Gorontalopost, MARISA – Upaya penegakan hukum terhadap aktivitas tambang ilegal di Kabupaten Pohuwato terus berlanjut.
Dua operator yang diduga terlibat dalam kegiatan Pertambangan Emas Tanpa Izin (PETI) kini resmi memasuki tahap penuntutan
setelah penyidik Polres Pohuwato menyerahkan tersangka dan barang bukti kepada Kejaksaan Negeri Pohuwato.
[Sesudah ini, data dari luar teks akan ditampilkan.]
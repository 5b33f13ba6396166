//! Discover command implementation.
//!
//! Runs one discovery pass against the socket table and prints the endpoints
//! the proxy would scrape, optionally scraping each of them once.

use std::sync::Arc;

use abstract_socket_proxy::discovery::{Discoverer, SocketNamespace};
use abstract_socket_proxy::scrape::{ScrapeCoordinator, ScrapeResult};
use abstract_socket_proxy::telemetry::ProxyMetrics;
use abstract_socket_proxy::transport::UnixSocketFetcher;

use crate::config::Config;

/// Prints the endpoints of one discovery pass.
pub async fn command_discover(config: &Config, scrape: bool) -> Result<(), Box<dyn std::error::Error>> {
    let discoverer = Discoverer::new(config.compiled_pattern()?, config.socket_table())?;

    println!("🔍 Discovering sockets in {}", discoverer.source().display());
    println!("   Pattern: {}", discoverer.pattern().as_str());

    let endpoints = discoverer.discover().await?;
    if endpoints.is_empty() {
        println!("\n⚠️  No sockets match the pattern");
        return Ok(());
    }

    let mut sorted: Vec<_> = endpoints.values().collect();
    sorted.sort_by(|a, b| a.identity.cmp(&b.identity));

    println!("\n📋 {} endpoints:", sorted.len());
    for endpoint in sorted {
        let namespace = match endpoint.namespace {
            SocketNamespace::Abstract => "abstract",
            SocketNamespace::Filesystem => "path",
        };
        println!("   {} ({})", endpoint.identity, namespace);
        for (name, value) in &endpoint.tags {
            println!("      {}=\"{}\"", name, value);
        }
    }

    if !scrape {
        return Ok(());
    }

    let coordinator = ScrapeCoordinator::new(
        Arc::new(UnixSocketFetcher),
        Arc::new(ProxyMetrics::new()?),
        config.scrape_settings(),
    );

    println!("\n📡 Scraping {}...", coordinator.settings().metrics_path);
    let mut results = coordinator.scrape_all(endpoints).await;
    results.sort_by(|a, b| identity(a).cmp(identity(b)));

    for result in &results {
        match result {
            ScrapeResult::Success { endpoint, families } => {
                let samples: usize = families.iter().map(|f| f.samples.len()).sum();
                println!(
                    "   ✅ {}: {} families, {} samples",
                    endpoint.identity,
                    families.len(),
                    samples
                );
            }
            ScrapeResult::Failure { endpoint, error } => {
                println!("   ❌ {}: {}", endpoint.identity, error);
            }
        }
    }

    let failed = results
        .iter()
        .filter(|r| matches!(r, ScrapeResult::Failure { .. }))
        .count();
    println!(
        "\n📋 Summary: {} scraped, {} failed",
        results.len() - failed,
        failed
    );
    Ok(())
}

fn identity(result: &ScrapeResult) -> &str {
    match result {
        ScrapeResult::Success { endpoint, .. } | ScrapeResult::Failure { endpoint, .. } => {
            &endpoint.identity
        }
    }
}
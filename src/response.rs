//! Response encoding: content negotiation, compression and buffer reuse.

use std::io::{self, Write};
use std::ops::{Deref, DerefMut};
use std::sync::Mutex;

use axum::http::{header, HeaderMap};
use bytes::Bytes;
use flate2::write::GzEncoder;
use flate2::Compression;
use tracing::{debug, error};

use crate::exposition::Format;
use crate::merge::MergedSnapshot;

/// Initial capacity of a fresh encode buffer.
const BUFFER_CAP: usize = 512 * 1024;

/// Buffers that grew beyond this are dropped instead of pooled.
const MAX_POOLED_CAPACITY: usize = 16 * 1024 * 1024;

/// Default number of idle buffers kept.
pub const DEFAULT_POOL_SIZE: usize = 8;

/// Returns whether the request's `Accept-Encoding` lists gzip.
///
/// Tokens are comma-separated and trimmed; `gzip` or any `gzip;...`
/// parameterised form matches. The comparison is case-sensitive.
pub fn gzip_accepted(headers: &HeaderMap) -> bool {
    let Some(value) = headers
        .get(header::ACCEPT_ENCODING)
        .and_then(|v| v.to_str().ok())
    else {
        return false;
    };

    value
        .split(',')
        .map(str::trim)
        .any(|part| part == "gzip" || part.starts_with("gzip;"))
}

/// Pool of encode buffers shared by concurrent responses.
pub struct BufferPool {
    idle: Mutex<Vec<Vec<u8>>>,
    max_idle: usize,
}

impl BufferPool {
    pub fn new(max_idle: usize) -> Self {
        Self {
            idle: Mutex::new(Vec::with_capacity(max_idle)),
            max_idle,
        }
    }

    /// Takes an empty buffer; it returns to the pool when dropped.
    pub fn get(&self) -> PooledBuffer<'_> {
        let buf = self
            .idle
            .lock()
            .ok()
            .and_then(|mut idle| idle.pop())
            .unwrap_or_else(|| Vec::with_capacity(BUFFER_CAP));

        PooledBuffer { buf, pool: self }
    }

    pub fn idle_count(&self) -> usize {
        self.idle.lock().map(|idle| idle.len()).unwrap_or(0)
    }

    fn put(&self, mut buf: Vec<u8>) {
        if buf.capacity() == 0 || buf.capacity() > MAX_POOLED_CAPACITY {
            return;
        }
        buf.clear();
        if let Ok(mut idle) = self.idle.lock() {
            if idle.len() < self.max_idle {
                idle.push(buf);
            }
        }
    }
}

impl Default for BufferPool {
    fn default() -> Self {
        Self::new(DEFAULT_POOL_SIZE)
    }
}

/// Buffer borrowed from a [`BufferPool`].
pub struct PooledBuffer<'a> {
    buf: Vec<u8>,
    pool: &'a BufferPool,
}

impl Deref for PooledBuffer<'_> {
    type Target = Vec<u8>;

    fn deref(&self) -> &Self::Target {
        &self.buf
    }
}

impl DerefMut for PooledBuffer<'_> {
    fn deref_mut(&mut self) -> &mut Self::Target {
        &mut self.buf
    }
}

impl Drop for PooledBuffer<'_> {
    fn drop(&mut self) {
        self.pool.put(std::mem::take(&mut self.buf));
    }
}

/// Writer the families are encoded through.
enum BodyWriter<'a> {
    Plain(&'a mut Vec<u8>),
    Gzip(GzEncoder<&'a mut Vec<u8>>),
}

impl Write for BodyWriter<'_> {
    fn write(&mut self, data: &[u8]) -> io::Result<usize> {
        match self {
            BodyWriter::Plain(buf) => buf.write(data),
            BodyWriter::Gzip(encoder) => encoder.write(data),
        }
    }

    fn flush(&mut self) -> io::Result<()> {
        match self {
            BodyWriter::Plain(_) => Ok(()),
            BodyWriter::Gzip(encoder) => encoder.flush(),
        }
    }
}

impl BodyWriter<'_> {
    fn finish(self) -> io::Result<()> {
        match self {
            BodyWriter::Plain(_) => Ok(()),
            BodyWriter::Gzip(encoder) => encoder.finish().map(|_| ()),
        }
    }
}

/// Encoded response body plus the headers describing it.
#[derive(Debug, Clone)]
pub struct EncodedBody {
    pub content_type: &'static str,
    pub gzip: bool,
    pub body: Bytes,
}

/// Encodes every family of the snapshot in `format`, optionally gzipped.
///
/// A family that fails to encode is logged and ends the body; whatever was
/// written before it is kept. Only a failure to finish the gzip stream is
/// returned as an error.
///
/// Bodies larger than the initial buffer capacity take the buffer with them
/// instead of being copied, so that buffer is not pooled again.
pub fn encode_snapshot(
    snapshot: &MergedSnapshot,
    format: Format,
    gzip: bool,
    pool: &BufferPool,
) -> io::Result<EncodedBody> {
    let mut staging = pool.get();

    let mut writer = if gzip {
        BodyWriter::Gzip(GzEncoder::new(&mut *staging, Compression::default()))
    } else {
        BodyWriter::Plain(&mut *staging)
    };

    for family in snapshot.families() {
        if let Err(e) = format.encode(family, &mut writer) {
            error!("Failed to encode metric family {}: {}", family.name, e);
            break;
        }
    }

    writer.finish()?;

    debug!(
        "Encoded {} families into {} bytes (gzip: {})",
        snapshot.len(),
        staging.len(),
        gzip
    );

    let body = if staging.len() > BUFFER_CAP {
        Bytes::from(std::mem::take(&mut *staging))
    } else {
        Bytes::copy_from_slice(&staging)
    };

    Ok(EncodedBody {
        content_type: format.content_type(),
        gzip,
        body,
    })
}
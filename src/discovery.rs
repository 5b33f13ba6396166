//! Endpoint discovery from the kernel's unix socket table.
//!
//! This module reads `/proc/net/unix` (or any file in the same layout), keeps
//! the listening addresses matching the configured pattern and derives the
//! identity tags of each endpoint from the pattern's named capture groups.

use std::collections::BTreeMap;
use std::path::{Path, PathBuf};

use ahash::AHashMap as HashMap;
use regex::Regex;
use thiserror::Error;
use tracing::{debug, trace};

/// Default location of the unix socket table.
pub const DEFAULT_SOCKET_TABLE: &str = "/proc/net/unix";

/// Number of fields on a socket table line that carries an address.
const SOCKET_TABLE_FIELDS: usize = 8;

/// Position of the address field.
const ADDRESS_FIELD: usize = 7;

/// Marker the kernel uses for abstract-namespace addresses.
const ABSTRACT_SENTINEL: char = '@';

/// Suffix of the slot field that starts every socket entry.
const SLOT_SUFFIX: char = ':';

/// Error type for discovery failures.
#[derive(Debug, Error)]
pub enum DiscoveryError {
    #[error("discovery pattern is not set")]
    PatternNotSet,

    #[error("failed to read socket table {}: {source}", path.display())]
    Read {
        path: PathBuf,
        #[source]
        source: std::io::Error,
    },
}

/// Namespace an endpoint's socket lives in.
#[derive(Debug, Clone, Copy, PartialEq, Eq)]
pub enum SocketNamespace {
    /// Linux abstract namespace, not backed by a file.
    Abstract,
    /// Regular socket file on disk.
    Filesystem,
}

/// A discovered metrics endpoint.
#[derive(Debug, Clone, PartialEq, Eq)]
pub struct Endpoint {
    /// Address with the abstract-namespace markers stripped.
    pub identity: String,
    pub namespace: SocketNamespace,
    /// Values of the pattern's named capture groups.
    pub tags: BTreeMap<String, String>,
}

/// Discovers endpoints by matching a pattern against the socket table.
#[derive(Debug, Clone)]
pub struct Discoverer {
    pattern: Regex,
    source: PathBuf,
}

impl Discoverer {
    /// Creates a discoverer. A missing pattern is rejected here so the
    /// process never starts serving without one.
    pub fn new(pattern: Option<Regex>, source: impl Into<PathBuf>) -> Result<Self, DiscoveryError> {
        let pattern = pattern.ok_or(DiscoveryError::PatternNotSet)?;
        Ok(Self {
            pattern,
            source: source.into(),
        })
    }

    pub fn pattern(&self) -> &Regex {
        &self.pattern
    }

    pub fn source(&self) -> &Path {
        &self.source
    }

    /// Reads the current socket table and returns the matching endpoints
    /// keyed by identity.
    pub async fn discover(&self) -> Result<HashMap<String, Endpoint>, DiscoveryError> {
        let table = tokio::fs::read_to_string(&self.source)
            .await
            .map_err(|source| DiscoveryError::Read {
                path: self.source.clone(),
                source,
            })?;

        let endpoints = parse_socket_table(&self.pattern, &table);
        debug!(
            "Discovered {} endpoints in {}",
            endpoints.len(),
            self.source.display()
        );
        Ok(endpoints)
    }
}

/// Extracts endpoints from socket table contents.
///
/// The header line, lines without exactly eight fields and lines whose
/// address does not match are skipped. When two lines normalize to the same address the first one wins.
pub fn parse_socket_table(pattern: &Regex, table: &str) -> HashMap<String, Endpoint> {
    let mut endpoints: HashMap<String, Endpoint> = HashMap::new();

    for line in table.lines() {
        let fields: Vec<&str> = line.split_whitespace().collect();
        if fields.len() != SOCKET_TABLE_FIELDS || !fields[0].ends_with(SLOT_SUFFIX) {
            continue;
        }

        let raw_addr = fields[ADDRESS_FIELD];
        let Some(captures) = pattern.captures(raw_addr) else {
            continue;
        };

        let identity = raw_addr.trim_matches(ABSTRACT_SENTINEL);
        if endpoints.contains_key(identity) {
            trace!("Skipping duplicate socket entry for {}", identity);
            continue;
        }

        let tags = pattern
            .capture_names()
            .flatten()
            .map(|name| {
                let value = captures.name(name).map_or("", |m| m.as_str());
                (name.to_string(), value.to_string())
            })
            .collect();

        let namespace = if raw_addr.starts_with(ABSTRACT_SENTINEL) {
            SocketNamespace::Abstract
        } else {
            SocketNamespace::Filesystem
        };

        endpoints.insert(
            identity.to_string(),
            Endpoint {
                identity: identity.to_string(),
                namespace,
                tags,
            },
        );
    }

    endpoints
}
Proses Tahap II tersebut dilaksanakan pada Senin (29/6/2026) setelah jaksa peneliti
menyatakan berkas perkara lengkap atau P-21.
Kedua tersangka berinisial MR dan RH sebelumnya diamankan dalam operasi penertiban tambang ilegal yang berlangsung di Desa Bulangita, Kecamatan Marisa.
Penindakan itu berawal dari kegiatan pengawasan dan penertiban yang dilakukan
Satreskrim Polres Pohuwato bersama pemerintah daerah pada 30 April 2026.
Saat berada di lokasi, petugas menemukan aktivitas penambangan emas tanpa izin yang menggunakan alat berat jenis excavator.
Dari hasil operasi tersebut, satu unit excavator Kobelco berwarna hijau tosca diamankan bersama dua operator yang sedang melakukan aktivitas pertambangan.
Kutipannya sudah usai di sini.